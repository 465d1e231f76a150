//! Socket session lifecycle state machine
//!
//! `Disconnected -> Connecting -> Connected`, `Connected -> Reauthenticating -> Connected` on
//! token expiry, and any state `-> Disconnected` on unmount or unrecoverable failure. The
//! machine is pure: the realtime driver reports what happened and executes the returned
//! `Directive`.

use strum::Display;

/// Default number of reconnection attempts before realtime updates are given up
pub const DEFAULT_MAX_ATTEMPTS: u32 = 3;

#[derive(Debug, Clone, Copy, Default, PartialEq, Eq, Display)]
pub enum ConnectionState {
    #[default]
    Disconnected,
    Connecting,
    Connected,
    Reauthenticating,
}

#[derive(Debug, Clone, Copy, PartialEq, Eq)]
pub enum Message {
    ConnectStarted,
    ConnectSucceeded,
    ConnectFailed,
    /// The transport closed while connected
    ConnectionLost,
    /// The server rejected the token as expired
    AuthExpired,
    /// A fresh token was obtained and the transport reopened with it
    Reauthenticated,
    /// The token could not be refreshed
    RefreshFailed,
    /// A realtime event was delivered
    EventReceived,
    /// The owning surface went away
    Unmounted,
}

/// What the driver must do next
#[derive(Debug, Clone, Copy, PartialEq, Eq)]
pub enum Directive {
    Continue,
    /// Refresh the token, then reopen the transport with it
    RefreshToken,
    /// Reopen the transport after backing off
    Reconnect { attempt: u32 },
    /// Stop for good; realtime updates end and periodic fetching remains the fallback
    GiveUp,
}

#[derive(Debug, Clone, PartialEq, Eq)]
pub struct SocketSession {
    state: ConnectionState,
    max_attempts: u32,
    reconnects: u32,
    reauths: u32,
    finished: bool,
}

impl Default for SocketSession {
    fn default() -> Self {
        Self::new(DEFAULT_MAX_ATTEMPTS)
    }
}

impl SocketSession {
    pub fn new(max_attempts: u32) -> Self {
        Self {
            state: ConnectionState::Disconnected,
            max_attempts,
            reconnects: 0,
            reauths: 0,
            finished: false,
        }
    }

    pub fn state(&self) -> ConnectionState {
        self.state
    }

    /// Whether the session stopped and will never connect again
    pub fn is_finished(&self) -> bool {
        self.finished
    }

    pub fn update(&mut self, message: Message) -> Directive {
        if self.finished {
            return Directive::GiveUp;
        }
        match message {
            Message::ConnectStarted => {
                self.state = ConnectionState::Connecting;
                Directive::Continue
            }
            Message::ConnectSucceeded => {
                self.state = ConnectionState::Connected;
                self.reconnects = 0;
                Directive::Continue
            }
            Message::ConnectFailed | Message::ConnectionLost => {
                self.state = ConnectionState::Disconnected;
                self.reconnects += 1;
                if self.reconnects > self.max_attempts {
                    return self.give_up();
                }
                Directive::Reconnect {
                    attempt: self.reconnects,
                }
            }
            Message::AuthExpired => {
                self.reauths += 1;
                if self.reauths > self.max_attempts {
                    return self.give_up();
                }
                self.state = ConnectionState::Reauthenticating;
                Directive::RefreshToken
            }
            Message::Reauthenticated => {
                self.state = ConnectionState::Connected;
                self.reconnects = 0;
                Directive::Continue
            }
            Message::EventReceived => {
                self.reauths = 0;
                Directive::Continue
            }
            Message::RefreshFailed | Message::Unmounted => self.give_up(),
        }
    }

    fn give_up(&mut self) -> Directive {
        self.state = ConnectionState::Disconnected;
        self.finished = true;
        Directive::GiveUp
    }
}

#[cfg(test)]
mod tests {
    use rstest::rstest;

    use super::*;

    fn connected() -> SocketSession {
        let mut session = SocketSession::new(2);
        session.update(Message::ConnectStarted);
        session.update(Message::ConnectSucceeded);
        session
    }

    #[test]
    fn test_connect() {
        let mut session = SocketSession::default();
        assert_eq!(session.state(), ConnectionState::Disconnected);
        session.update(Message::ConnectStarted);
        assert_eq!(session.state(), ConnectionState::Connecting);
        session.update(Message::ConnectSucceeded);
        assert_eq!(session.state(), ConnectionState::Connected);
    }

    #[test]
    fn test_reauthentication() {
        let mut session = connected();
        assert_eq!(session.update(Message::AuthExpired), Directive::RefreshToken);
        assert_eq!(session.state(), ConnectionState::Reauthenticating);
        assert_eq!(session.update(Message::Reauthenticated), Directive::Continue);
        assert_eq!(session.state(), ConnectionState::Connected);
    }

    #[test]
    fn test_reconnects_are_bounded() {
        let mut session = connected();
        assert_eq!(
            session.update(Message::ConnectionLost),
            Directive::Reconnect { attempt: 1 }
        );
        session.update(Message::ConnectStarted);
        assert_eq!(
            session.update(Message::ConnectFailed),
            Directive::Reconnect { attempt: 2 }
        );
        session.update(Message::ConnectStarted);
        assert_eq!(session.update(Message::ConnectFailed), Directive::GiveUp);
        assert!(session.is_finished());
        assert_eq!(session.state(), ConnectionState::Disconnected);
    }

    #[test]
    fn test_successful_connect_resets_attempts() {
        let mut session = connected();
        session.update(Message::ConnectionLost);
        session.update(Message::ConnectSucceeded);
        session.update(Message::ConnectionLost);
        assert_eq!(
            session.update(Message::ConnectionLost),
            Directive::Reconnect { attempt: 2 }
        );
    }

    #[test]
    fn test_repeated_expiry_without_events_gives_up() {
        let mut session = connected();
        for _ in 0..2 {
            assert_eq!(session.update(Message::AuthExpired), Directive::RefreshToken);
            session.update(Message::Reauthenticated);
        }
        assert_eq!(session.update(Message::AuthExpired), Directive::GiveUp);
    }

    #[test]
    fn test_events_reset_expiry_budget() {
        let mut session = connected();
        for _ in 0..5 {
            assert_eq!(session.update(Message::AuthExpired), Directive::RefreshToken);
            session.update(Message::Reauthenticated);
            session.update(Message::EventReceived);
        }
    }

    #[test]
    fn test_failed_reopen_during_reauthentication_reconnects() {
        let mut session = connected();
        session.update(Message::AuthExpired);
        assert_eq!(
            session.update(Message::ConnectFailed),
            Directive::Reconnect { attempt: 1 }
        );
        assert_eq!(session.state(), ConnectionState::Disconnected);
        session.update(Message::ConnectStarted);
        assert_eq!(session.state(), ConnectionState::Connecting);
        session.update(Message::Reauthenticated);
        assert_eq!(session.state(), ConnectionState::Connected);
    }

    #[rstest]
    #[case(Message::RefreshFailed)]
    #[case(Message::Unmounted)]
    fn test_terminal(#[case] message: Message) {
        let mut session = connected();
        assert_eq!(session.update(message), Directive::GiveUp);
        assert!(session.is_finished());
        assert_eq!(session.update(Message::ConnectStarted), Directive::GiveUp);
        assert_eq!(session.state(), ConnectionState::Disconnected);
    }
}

○ ○ ○

- **Activity**:
With the line holding "closed while connected" as the first and the line holding "pub fn new(max_attempts: u32)" as the last, set down that range of the entries above exactly, and nothing else.

- **Answer for the task**:
    /// The transport closed while connected
    ConnectionLost,
    /// The server rejected the token as expired
    AuthExpired,
    /// A fresh token was obtained and the transport reopened with it
    Reauthenticated,
    /// The token could not be refreshed
    RefreshFailed,
    /// A realtime event was delivered
    EventReceived,
    /// The owning surface went away
    Unmounted,
}

/// What the driver must do next
#[derive(Debug, Clone, Copy, PartialEq, Eq)]
pub enum Directive {
    Continue,
    /// Refresh the token, then reopen the transport with it
    RefreshToken,
    /// Reopen the transport after backing off
    Reconnect { attempt: u32 },
    /// Stop for good; realtime updates end and periodic fetching remains the fallback
    GiveUp,
}

#[derive(Debug, Clone, PartialEq, Eq)]
pub struct SocketSession {
    state: ConnectionState,
    max_attempts: u32,
    reconnects: u32,
    reauths: u32,
    finished: bool,
}

impl Default for SocketSession {
    fn default() -> Self {
        Self::new(DEFAULT_MAX_ATTEMPTS)
    }
}

impl SocketSession {
    pub fn new(max_attempts: u32) -> Self {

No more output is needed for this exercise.